Assignment:
Every line of the records that holds the word "devel" should be copied out.

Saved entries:
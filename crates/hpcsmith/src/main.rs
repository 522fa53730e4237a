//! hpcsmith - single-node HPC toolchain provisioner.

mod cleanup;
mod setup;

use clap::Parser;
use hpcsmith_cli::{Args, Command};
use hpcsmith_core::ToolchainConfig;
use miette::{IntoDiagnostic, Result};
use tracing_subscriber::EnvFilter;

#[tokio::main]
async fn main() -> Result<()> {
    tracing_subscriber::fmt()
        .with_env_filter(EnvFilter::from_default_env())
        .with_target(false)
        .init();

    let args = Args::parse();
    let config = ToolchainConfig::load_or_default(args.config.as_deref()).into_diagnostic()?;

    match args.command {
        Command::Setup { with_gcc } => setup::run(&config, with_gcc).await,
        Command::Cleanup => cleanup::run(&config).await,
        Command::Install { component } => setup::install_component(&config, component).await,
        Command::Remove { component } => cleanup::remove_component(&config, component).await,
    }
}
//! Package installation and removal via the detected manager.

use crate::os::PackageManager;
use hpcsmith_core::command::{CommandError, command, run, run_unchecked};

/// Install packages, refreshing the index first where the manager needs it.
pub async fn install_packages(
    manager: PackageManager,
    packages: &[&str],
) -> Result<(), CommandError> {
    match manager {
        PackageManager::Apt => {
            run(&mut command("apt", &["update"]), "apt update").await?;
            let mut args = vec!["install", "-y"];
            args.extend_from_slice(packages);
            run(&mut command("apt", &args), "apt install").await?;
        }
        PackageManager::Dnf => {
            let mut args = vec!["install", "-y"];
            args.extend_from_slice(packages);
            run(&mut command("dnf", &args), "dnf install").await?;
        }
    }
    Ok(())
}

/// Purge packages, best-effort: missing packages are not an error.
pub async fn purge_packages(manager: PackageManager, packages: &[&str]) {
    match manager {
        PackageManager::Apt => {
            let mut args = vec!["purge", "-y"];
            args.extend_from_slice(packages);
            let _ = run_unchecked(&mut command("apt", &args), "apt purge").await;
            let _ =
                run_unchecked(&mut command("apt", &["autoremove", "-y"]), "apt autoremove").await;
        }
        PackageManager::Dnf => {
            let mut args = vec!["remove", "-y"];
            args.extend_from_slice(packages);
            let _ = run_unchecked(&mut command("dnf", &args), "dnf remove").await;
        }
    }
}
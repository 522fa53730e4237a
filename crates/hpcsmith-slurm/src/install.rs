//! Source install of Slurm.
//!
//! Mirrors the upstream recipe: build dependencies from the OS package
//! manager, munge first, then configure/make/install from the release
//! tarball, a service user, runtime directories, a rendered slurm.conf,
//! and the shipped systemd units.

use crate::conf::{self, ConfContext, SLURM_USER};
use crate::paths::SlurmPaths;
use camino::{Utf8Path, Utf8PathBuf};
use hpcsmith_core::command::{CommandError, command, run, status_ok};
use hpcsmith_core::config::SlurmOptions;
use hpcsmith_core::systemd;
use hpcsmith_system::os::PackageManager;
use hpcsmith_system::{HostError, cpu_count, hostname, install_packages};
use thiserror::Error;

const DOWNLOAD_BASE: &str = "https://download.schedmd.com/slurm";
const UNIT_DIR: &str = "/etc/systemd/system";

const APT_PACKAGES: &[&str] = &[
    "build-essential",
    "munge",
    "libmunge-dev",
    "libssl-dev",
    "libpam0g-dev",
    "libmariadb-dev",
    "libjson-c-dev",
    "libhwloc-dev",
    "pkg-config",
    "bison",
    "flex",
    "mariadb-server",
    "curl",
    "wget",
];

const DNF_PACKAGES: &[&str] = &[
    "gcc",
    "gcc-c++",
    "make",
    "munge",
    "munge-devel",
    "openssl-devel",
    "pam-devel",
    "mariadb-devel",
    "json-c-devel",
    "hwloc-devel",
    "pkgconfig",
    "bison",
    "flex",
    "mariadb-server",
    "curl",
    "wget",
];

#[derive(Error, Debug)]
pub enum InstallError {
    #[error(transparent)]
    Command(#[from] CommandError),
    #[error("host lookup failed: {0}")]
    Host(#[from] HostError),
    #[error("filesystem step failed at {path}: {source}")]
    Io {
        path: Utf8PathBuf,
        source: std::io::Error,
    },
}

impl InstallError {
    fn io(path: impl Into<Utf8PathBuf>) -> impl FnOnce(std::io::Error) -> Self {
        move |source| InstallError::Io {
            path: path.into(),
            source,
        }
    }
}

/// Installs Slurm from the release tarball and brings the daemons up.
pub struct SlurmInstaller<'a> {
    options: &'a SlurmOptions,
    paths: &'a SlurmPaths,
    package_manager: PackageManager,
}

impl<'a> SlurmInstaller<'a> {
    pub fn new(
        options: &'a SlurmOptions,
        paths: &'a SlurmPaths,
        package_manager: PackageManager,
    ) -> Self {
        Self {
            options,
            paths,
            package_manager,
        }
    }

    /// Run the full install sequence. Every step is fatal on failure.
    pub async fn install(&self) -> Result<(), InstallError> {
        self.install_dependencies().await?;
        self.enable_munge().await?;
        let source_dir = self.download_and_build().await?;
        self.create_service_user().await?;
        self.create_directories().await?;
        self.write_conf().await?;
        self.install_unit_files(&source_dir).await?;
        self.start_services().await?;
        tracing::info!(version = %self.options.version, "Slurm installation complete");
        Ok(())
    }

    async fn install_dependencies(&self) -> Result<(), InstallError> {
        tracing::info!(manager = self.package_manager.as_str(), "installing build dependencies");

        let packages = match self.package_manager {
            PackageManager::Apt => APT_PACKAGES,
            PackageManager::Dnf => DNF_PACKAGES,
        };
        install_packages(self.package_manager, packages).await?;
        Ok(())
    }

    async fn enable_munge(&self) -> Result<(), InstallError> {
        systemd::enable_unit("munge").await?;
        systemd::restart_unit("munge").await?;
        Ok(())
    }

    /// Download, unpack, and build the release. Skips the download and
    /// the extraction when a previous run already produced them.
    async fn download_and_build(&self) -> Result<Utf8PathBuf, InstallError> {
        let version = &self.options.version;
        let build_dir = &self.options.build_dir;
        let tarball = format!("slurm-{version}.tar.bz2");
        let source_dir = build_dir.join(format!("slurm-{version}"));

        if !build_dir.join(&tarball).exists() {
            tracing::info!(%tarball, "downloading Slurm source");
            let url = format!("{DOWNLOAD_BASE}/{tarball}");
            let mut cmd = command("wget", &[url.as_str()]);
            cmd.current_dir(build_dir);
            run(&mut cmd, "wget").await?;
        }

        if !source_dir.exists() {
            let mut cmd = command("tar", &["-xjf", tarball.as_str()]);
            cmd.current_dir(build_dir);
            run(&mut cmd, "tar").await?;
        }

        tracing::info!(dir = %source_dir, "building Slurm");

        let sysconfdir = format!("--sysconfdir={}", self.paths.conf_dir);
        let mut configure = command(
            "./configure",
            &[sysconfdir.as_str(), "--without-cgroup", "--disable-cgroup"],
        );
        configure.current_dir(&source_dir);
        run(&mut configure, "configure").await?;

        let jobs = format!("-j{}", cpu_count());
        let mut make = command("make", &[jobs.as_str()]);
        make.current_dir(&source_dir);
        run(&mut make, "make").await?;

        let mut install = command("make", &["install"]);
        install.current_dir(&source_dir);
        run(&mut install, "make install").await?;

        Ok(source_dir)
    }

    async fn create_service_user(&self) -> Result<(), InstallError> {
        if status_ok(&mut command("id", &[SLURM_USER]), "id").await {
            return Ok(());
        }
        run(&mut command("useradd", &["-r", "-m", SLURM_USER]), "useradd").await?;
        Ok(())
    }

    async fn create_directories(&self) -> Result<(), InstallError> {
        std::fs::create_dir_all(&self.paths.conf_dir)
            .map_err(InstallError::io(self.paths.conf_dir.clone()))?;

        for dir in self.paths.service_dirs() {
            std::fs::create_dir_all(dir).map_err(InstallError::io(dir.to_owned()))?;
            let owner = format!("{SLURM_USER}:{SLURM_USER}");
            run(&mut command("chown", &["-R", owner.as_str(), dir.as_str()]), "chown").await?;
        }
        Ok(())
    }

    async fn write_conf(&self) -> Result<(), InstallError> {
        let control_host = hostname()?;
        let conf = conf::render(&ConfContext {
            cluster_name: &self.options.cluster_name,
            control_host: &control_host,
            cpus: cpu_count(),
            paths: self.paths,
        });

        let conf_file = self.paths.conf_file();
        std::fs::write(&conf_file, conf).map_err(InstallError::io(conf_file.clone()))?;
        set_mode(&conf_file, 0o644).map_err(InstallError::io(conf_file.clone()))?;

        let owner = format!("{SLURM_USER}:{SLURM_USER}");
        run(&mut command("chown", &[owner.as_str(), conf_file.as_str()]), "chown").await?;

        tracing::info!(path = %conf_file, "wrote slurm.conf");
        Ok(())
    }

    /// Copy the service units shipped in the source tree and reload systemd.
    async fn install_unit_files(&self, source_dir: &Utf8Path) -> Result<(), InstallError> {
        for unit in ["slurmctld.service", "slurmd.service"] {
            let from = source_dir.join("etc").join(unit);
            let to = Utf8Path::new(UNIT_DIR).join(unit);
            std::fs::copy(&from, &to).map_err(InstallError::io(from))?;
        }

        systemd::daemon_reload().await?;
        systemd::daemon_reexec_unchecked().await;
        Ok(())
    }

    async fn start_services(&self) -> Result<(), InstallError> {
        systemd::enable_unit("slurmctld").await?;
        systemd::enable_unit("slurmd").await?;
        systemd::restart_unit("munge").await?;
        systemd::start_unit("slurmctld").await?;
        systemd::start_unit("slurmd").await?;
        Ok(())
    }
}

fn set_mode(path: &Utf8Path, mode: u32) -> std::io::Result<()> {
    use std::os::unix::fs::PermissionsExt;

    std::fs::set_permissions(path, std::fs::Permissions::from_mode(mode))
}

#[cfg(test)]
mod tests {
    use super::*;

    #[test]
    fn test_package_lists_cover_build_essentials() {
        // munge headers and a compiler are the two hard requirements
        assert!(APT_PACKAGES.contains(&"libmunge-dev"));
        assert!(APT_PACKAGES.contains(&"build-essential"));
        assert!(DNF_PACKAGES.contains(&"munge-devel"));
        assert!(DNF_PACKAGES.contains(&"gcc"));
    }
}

Exercise solution:
    "munge-devel",
    "openssl-devel",
    "pam-devel",
    "mariadb-devel",
    "json-c-devel",
    "hwloc-devel",
        assert!(DNF_PACKAGES.contains(&"munge-devel"));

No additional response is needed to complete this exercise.